Got technical questions about firearms? ask the sport shooter!

I’m a sport shooter, I have been all my life, there’s nothing I find more relaxing than a relaxing day at the range, punching holes in pieces of paper, trying to keep the bullet holes as close together as possible (ideally, shooting them all through the same hole), or dusting some clay targets on the shotgun range

I have a small, but respectable collection of firearms**, they are used ONLY for recreational purposes, I have not ever raised a firearm against another person, and I hope to Og that I never have to, yes, I have shot some animals, but I didn’t enjoy it at all, and it depressed me for a while (one potentially rabid fox, one coydog (coyote-dog wild hybrid) that could have attacked and killed our pets, or worse, my niece and nephew, and a few (3) woodchucks that were devastating our garden), but in my thirty or so years of being a firearm owner, those are the only five animal lives I have ended, and I HATED doing it, I’m a live-and-let-live guy

Anyway, back on subject.

This thread is for those who might be curious about how firearms work, what the difference is between firearms types, how do they differ in operation, power, capacity, accuracy, etc…

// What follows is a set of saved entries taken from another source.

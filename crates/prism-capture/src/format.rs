//! Image format descriptions and per-mip byte-layout math.
//!
//! The rebuild engine stages image content through linear transfer buffers,
//! and image packing differs from linear-buffer packing for depth and
//! multi-planar formats, so every level size is computed both ways.

use crate::types::{Extent3D, ImageAspects};

#[derive(Clone, Copy, Debug, PartialEq, Eq, PartialOrd, Ord, Hash)]
pub enum Format {
    R8Unorm,
    R8G8Unorm,
    R8G8B8A8Unorm,
    B8G8R8A8Unorm,
    R16G16B16A16Sfloat,
    R32G32B32A32Sfloat,
    R32Uint,
    D16Unorm,
    X8D24UnormPack32,
    D32Sfloat,
    S8Uint,
    D16UnormS8Uint,
    D24UnormS8Uint,
    D32SfloatS8Uint,
    Bc1RgbaUnorm,
    Bc3RgbaUnorm,
    Bc7Unorm,
    Etc2R8G8B8Unorm,
    Astc4x4Unorm,
    G8B8R83Plane420Unorm,
}

/// Texel-block geometry and color-aspect element size for a format.
#[derive(Clone, Copy, Debug, PartialEq, Eq)]
pub struct ElementAndTexelBlockSize {
    pub element_size: u32,
    pub block_width: u32,
    pub block_height: u32,
}

impl Format {
    pub fn element_and_block_size(self) -> ElementAndTexelBlockSize {
        let (element_size, block_width, block_height) = match self {
            Format::R8Unorm | Format::S8Uint => (1, 1, 1),
            Format::R8G8Unorm | Format::D16Unorm => (2, 1, 1),
            Format::R8G8B8A8Unorm
            | Format::B8G8R8A8Unorm
            | Format::R32Uint
            | Format::X8D24UnormPack32
            | Format::D32Sfloat => (4, 1, 1),
            Format::D16UnormS8Uint => (3, 1, 1),
            Format::D24UnormS8Uint => (4, 1, 1),
            Format::D32SfloatS8Uint => (5, 1, 1),
            Format::R16G16B16A16Sfloat => (8, 1, 1),
            Format::R32G32B32A32Sfloat => (16, 1, 1),
            Format::Bc1RgbaUnorm => (8, 4, 4),
            Format::Bc3RgbaUnorm | Format::Bc7Unorm => (16, 4, 4),
            Format::Etc2R8G8B8Unorm => (8, 4, 4),
            Format::Astc4x4Unorm => (16, 4, 4),
            // Per-plane sizes differ; the color element size covers plane 0.
            Format::G8B8R83Plane420Unorm => (1, 1, 1),
        };
        ElementAndTexelBlockSize {
            element_size,
            block_width,
            block_height,
        }
    }

    /// Aspects an image of this format carries.
    pub fn aspects(self) -> ImageAspects {
        match self {
            Format::D16Unorm | Format::X8D24UnormPack32 | Format::D32Sfloat => ImageAspects::DEPTH,
            Format::S8Uint => ImageAspects::STENCIL,
            Format::D16UnormS8Uint | Format::D24UnormS8Uint | Format::D32SfloatS8Uint => {
                ImageAspects::DEPTH | ImageAspects::STENCIL
            }
            Format::G8B8R83Plane420Unorm => {
                ImageAspects::PLANE_0 | ImageAspects::PLANE_1 | ImageAspects::PLANE_2
            }
            _ => ImageAspects::COLOR,
        }
    }

    pub fn has_depth(self) -> bool {
        self.aspects().contains(ImageAspects::DEPTH)
    }

    pub fn has_stencil(self) -> bool {
        self.aspects().contains(ImageAspects::STENCIL)
    }

    /// Byte size of one depth texel, which differs between image storage and
    /// linear-buffer storage for the packed 24-bit formats.
    pub fn depth_element_size(self, in_buffer: bool) -> u32 {
        match self {
            Format::D16Unorm | Format::D16UnormS8Uint => 2,
            Format::X8D24UnormPack32 | Format::D24UnormS8Uint => {
                if in_buffer {
                    4
                } else {
                    3
                }
            }
            Format::D32Sfloat | Format::D32SfloatS8Uint => 4,
            _ => 0,
        }
    }
}

/// Byte sizes and texel extent of one mip level for one aspect, both as
/// stored in an image and as stored in a linear transfer buffer, with
/// 8-byte-aligned variants for staging-buffer packing.
#[derive(Clone, Copy, Debug, PartialEq, Eq, Default)]
pub struct ByteSizeAndExtent {
    pub level_size: u64,
    pub aligned_level_size: u64,
    pub level_size_in_buf: u64,
    pub aligned_level_size_in_buf: u64,
    pub width: u64,
    pub height: u64,
    pub depth: u64,
}

pub(crate) fn next_multiple_of_8(v: u64) -> u64 {
    (v + 7) & !7
}

/// Dimension of `base` at `mip`, clamped to 1 at the tail.
pub fn mip_dim(base: u32, mip: u32) -> u32 {
    base.checked_shr(mip).unwrap_or(0).max(1)
}

fn div_round_up(v: u32, d: u32) -> u32 {
    v.div_ceil(d)
}

/// Byte layout of mip level `mip` of an image with `extent` and `format`,
/// for a single layer of `aspect`.
pub fn level_size(
    extent: Extent3D,
    format: Format,
    mip: u32,
    aspect: ImageAspects,
) -> ByteSizeAndExtent {
    let block = format.element_and_block_size();

    let width = mip_dim(extent.width, mip);
    let height = mip_dim(extent.height, mip);
    let depth = mip_dim(extent.depth, mip);
    let width_in_blocks = div_round_up(width, block.block_width);
    let height_in_blocks = div_round_up(height, block.block_height);

    let element_size = if aspect.contains(ImageAspects::DEPTH) {
        format.depth_element_size(false)
    } else if aspect.contains(ImageAspects::STENCIL) {
        // Stencil elements are always one byte wide.
        1
    } else {
        block.element_size
    };
    let element_size_in_buf = if aspect.contains(ImageAspects::DEPTH) {
        format.depth_element_size(true)
    } else {
        element_size
    };

    let texels = u64::from(width_in_blocks) * u64::from(height_in_blocks) * u64::from(depth);
    let size = texels * u64::from(element_size);
    let size_in_buf = texels * u64::from(element_size_in_buf);

    ByteSizeAndExtent {
        level_size: size,
        aligned_level_size: next_multiple_of_8(size),
        level_size_in_buf: size_in_buf,
        aligned_level_size_in_buf: next_multiple_of_8(size_in_buf),
        width: width.into(),
        height: height.into(),
        depth: depth.into(),
    }
}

Any of my fellow Doper sport shooters, feel free to add to this thread, I’d like this thread to dispel the mysteries of firearms

I do have one request, though, PLEASE keep any politicization and gun-control debates/shouting sessions OUT of this thread, this is not a debate or soapbox thread, and any “Guns are Bad/Should Be Banned” or other threadshitting is to be kept OUT of this thread, or I will request that it be locked

So, ask away, what would you like to know about firearms or sport shooting

**Actually, I USED to have a a small but respectable firearms collection, that is until I suffered a most unfortunate boating accident :wink:

I have a 22 rifle that I have not used since I was growing up. I would like to use it again – what do I need to do to make sure it is in good operating condition?

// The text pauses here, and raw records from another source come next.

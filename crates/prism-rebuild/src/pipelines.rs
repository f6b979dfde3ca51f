//! Pipeline creation ordering: a base pipeline must exist before its
//! derivatives can be created against it.

use std::collections::{BTreeMap, BTreeSet};

use prism_capture::PipelineHandle;

/// Emission order for `pipelines` (handle → base handle, null for none).
///
/// Pipelines whose base is null or already resolved move to the output,
/// repeatedly, until the set drains. A pass that resolves nothing means a
/// base-handle cycle or a base outside the known set; the remainder is
/// appended in table order with no base honored and also returned so the
/// caller can report the broken dependency. Never an error.
pub fn pipelines_in_order(
    pipelines: &BTreeMap<PipelineHandle, PipelineHandle>,
) -> (Vec<PipelineHandle>, Vec<PipelineHandle>) {
    let mut order = Vec::with_capacity(pipelines.len());
    let mut unhandled: BTreeMap<PipelineHandle, PipelineHandle> = pipelines.clone();
    let mut handled: BTreeSet<PipelineHandle> = BTreeSet::new();

    while !unhandled.is_empty() {
        let mut resolved_this_pass = Vec::new();
        for (&pipeline, &base) in &unhandled {
            if base.is_null() || handled.contains(&base) {
                resolved_this_pass.push(pipeline);
            }
        }
        if resolved_this_pass.is_empty() {
            let remainder: Vec<PipelineHandle> = unhandled.keys().copied().collect();
            order.extend_from_slice(&remainder);
            return (order, remainder);
        }
        for pipeline in resolved_this_pass {
            unhandled.remove(&pipeline);
            handled.insert(pipeline);
            order.push(pipeline);
        }
    }
    (order, Vec::new())
}

#[cfg(test)]
mod tests {
    use super::*;

    fn handle(v: u64) -> PipelineHandle {
        PipelineHandle(v)
    }

    #[test]
    fn chain_emits_base_first() {
        let pipelines = BTreeMap::from([
            (handle(3), handle(2)),
            (handle(2), handle(1)),
            (handle(1), PipelineHandle::NULL),
        ]);
        let (order, cycle) = pipelines_in_order(&pipelines);
        assert_eq!(order, vec![handle(1), handle(2), handle(3)]);
        assert!(cycle.is_empty());
    }

    #[test]
    fn cycle_terminates_and_emits_each_once() {
        let pipelines = BTreeMap::from([(handle(1), handle(2)), (handle(2), handle(1))]);
        let (order, cycle) = pipelines_in_order(&pipelines);
        assert_eq!(order.len(), 2);
        assert_eq!(cycle.len(), 2);
        let mut sorted = order.clone();
        sorted.sort();
        sorted.dedup();
        assert_eq!(sorted.len(), 2);
    }

    #[test]
    fn base_outside_known_set_is_treated_like_a_cycle() {
        let pipelines = BTreeMap::from([(handle(1), handle(99))]);
        let (order, cycle) = pipelines_in_order(&pipelines);
        assert_eq!(order, vec![handle(1)]);
        assert_eq!(cycle, vec![handle(1)]);
    }

    #[test]
    fn mixed_chain_and_cycle() {
        let pipelines = BTreeMap::from([
            (handle(1), PipelineHandle::NULL),
            (handle(2), handle(1)),
            (handle(10), handle(11)),
            (handle(11), handle(10)),
        ]);
        let (order, cycle) = pipelines_in_order(&pipelines);
        assert_eq!(order.len(), 4);
        assert_eq!(&order[..2], &[handle(1), handle(2)]);
        assert_eq!(cycle, vec![handle(10), handle(11)]);
    }
}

What kind of action is it, semiauto, bolt, pump, single-shot?, most manual action firearms (bolt, pump, single-shot) are okay to leave unattended for long periods of time, maybe clean the action a bit and put a couple drops of oil on the moving parts (not too much, all that’s needed is a thin film)

Open the action, shine a small flashlight into it from the muzzle end, see if you can see a spot of light on the breech face, to check for an unobstructed barrel

It really depends on what model gun it is, what’s the manufacturer?

My question is, do you have to start off hunting with a gun before you can bow-hunt? Or is that not a necessary condition?
Question two, dear hunting, what sort of long-arm is optimal? Caliber-wise, etc.

What was in your small but respectable firearms collection before its unfortunate boating accident?

I spend most of my time at the range shooting a reproduction 1853 Enfield rifle-musket. What is your opinion of black powder rifles? Most of the folks I know won’t go near them because they are such a pain in the backside to clean. Personally I kinda enjoy cleaning it. It’s part of doing things the old fashioned way.

How is your eyesight? Ever since I turned 40 mine has gone way downhill. I started shooting 50 yards because at 100 I wasn’t hitting the target all the time any more.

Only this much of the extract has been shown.